## EXERCISE
The word "false" marks the lines to report; pull each of them from the listing.

DATA FOR PROCESSING Start Marker

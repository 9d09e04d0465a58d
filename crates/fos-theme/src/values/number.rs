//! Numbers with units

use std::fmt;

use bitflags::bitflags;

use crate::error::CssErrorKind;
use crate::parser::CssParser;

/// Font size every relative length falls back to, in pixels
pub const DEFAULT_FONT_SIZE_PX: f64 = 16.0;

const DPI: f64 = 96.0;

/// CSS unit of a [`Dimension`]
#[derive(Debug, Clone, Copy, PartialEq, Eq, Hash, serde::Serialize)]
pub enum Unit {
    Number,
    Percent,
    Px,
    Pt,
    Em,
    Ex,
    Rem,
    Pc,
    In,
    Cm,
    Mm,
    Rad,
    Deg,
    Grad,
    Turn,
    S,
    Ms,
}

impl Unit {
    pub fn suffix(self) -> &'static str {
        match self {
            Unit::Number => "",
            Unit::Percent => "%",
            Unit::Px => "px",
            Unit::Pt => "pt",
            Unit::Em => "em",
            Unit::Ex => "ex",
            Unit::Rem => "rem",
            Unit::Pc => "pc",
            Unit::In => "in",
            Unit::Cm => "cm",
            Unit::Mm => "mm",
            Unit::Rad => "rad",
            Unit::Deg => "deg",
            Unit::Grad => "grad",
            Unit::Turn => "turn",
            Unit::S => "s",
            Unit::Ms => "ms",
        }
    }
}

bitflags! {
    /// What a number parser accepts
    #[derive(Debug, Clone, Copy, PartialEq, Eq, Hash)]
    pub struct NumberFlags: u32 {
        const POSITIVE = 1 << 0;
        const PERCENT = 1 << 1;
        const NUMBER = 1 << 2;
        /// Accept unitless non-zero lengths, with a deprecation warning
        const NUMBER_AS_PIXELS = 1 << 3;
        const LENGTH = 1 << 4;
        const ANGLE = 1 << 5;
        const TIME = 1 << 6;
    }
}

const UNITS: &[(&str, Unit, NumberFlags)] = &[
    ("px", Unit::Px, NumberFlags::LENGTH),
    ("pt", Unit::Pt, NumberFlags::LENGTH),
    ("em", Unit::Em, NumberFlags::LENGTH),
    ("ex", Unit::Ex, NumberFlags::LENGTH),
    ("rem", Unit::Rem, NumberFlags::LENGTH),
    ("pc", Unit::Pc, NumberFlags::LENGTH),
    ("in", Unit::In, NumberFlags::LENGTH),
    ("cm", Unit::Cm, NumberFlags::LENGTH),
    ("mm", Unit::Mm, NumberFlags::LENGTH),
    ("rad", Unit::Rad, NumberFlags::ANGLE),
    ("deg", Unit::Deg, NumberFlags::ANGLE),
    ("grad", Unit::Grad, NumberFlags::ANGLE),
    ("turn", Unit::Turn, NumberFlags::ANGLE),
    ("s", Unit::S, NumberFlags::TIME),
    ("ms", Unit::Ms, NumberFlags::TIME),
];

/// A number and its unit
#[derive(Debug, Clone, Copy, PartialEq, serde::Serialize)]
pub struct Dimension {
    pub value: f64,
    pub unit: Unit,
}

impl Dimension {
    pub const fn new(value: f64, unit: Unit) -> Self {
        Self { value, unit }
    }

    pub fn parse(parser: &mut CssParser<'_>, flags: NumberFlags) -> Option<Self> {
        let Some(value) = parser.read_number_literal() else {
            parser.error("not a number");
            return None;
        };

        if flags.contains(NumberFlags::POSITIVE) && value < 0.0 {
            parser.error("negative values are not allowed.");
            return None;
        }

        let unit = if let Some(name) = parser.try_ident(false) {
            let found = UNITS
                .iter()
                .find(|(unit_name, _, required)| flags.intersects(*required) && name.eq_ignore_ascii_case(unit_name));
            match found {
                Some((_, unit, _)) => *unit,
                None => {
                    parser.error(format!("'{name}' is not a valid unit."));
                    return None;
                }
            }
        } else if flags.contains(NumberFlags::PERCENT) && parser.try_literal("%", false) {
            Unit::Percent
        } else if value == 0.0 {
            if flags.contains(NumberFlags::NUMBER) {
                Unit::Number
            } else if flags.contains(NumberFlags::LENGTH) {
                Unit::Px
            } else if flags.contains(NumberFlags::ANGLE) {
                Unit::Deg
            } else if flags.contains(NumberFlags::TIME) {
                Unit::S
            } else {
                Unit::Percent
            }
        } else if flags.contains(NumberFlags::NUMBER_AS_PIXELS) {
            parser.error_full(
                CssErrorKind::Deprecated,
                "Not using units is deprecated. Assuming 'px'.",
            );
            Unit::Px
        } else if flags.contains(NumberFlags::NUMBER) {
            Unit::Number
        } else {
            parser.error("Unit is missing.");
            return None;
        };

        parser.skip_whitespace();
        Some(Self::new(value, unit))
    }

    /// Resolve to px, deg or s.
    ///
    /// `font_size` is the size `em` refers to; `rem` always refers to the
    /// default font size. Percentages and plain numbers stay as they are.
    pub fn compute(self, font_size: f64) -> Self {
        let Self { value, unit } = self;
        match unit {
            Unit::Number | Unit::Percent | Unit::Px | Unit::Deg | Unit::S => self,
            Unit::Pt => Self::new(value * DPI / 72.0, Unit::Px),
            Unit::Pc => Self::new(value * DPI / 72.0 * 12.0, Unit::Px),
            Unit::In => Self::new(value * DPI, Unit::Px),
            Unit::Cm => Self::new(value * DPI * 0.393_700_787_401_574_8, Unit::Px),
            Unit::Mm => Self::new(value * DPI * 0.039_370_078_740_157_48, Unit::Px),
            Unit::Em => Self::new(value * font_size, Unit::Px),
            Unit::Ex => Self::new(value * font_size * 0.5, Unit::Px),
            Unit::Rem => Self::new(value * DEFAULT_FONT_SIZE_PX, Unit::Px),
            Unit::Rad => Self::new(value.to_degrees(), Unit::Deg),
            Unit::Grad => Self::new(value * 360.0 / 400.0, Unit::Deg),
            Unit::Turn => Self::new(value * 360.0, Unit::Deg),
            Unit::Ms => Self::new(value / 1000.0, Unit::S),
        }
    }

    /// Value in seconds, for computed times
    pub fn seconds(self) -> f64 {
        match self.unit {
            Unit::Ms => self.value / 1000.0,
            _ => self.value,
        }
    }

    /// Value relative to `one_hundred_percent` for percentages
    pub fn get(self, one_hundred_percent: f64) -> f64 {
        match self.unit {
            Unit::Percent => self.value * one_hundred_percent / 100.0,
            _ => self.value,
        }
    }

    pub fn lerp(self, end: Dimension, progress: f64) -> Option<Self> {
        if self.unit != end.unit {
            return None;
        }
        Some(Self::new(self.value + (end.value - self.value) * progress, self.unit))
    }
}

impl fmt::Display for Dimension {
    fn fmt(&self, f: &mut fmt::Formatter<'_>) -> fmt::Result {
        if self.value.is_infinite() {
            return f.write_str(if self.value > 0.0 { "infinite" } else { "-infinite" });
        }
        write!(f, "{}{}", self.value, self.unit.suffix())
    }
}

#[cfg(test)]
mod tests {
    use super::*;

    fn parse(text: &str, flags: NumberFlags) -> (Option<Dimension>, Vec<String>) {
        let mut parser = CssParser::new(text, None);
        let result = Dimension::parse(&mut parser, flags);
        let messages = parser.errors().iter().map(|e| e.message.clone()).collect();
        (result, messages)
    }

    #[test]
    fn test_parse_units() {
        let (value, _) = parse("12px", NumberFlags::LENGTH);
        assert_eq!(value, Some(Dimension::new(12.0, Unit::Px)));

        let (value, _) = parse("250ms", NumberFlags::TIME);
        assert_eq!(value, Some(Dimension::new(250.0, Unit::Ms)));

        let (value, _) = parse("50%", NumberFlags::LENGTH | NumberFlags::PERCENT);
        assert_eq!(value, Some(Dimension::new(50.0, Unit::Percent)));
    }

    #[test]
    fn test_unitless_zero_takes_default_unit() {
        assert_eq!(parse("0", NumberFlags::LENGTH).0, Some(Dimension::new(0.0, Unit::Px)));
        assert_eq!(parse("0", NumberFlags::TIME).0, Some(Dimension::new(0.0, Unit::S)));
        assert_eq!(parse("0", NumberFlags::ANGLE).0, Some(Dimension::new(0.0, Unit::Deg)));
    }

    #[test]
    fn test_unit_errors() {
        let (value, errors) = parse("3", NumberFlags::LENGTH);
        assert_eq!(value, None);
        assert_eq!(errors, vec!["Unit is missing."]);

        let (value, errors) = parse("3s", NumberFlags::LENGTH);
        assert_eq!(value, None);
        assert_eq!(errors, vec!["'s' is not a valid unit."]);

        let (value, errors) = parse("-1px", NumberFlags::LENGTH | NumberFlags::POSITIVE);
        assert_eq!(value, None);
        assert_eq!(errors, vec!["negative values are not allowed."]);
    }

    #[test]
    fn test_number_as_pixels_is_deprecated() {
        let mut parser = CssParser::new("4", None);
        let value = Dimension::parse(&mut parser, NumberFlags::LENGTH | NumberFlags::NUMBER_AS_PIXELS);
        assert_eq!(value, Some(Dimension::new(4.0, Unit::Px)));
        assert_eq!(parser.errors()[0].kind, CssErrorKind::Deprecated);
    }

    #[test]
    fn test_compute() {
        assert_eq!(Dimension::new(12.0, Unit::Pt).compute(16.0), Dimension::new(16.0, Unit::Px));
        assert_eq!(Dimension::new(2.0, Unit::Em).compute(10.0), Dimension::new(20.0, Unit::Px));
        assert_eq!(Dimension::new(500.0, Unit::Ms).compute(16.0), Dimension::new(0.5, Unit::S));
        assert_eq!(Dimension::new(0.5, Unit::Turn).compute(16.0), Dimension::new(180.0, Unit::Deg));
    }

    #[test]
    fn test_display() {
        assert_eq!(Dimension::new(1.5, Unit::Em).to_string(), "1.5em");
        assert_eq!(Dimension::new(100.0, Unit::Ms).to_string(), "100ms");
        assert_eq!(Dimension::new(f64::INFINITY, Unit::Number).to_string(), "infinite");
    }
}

DATA FOR PROCESSING End Marker

## RESULT FOR THIS TASK
        let unit = if let Some(name) = parser.try_ident(false) {
        } else if flags.contains(NumberFlags::PERCENT) && parser.try_literal("%", false) {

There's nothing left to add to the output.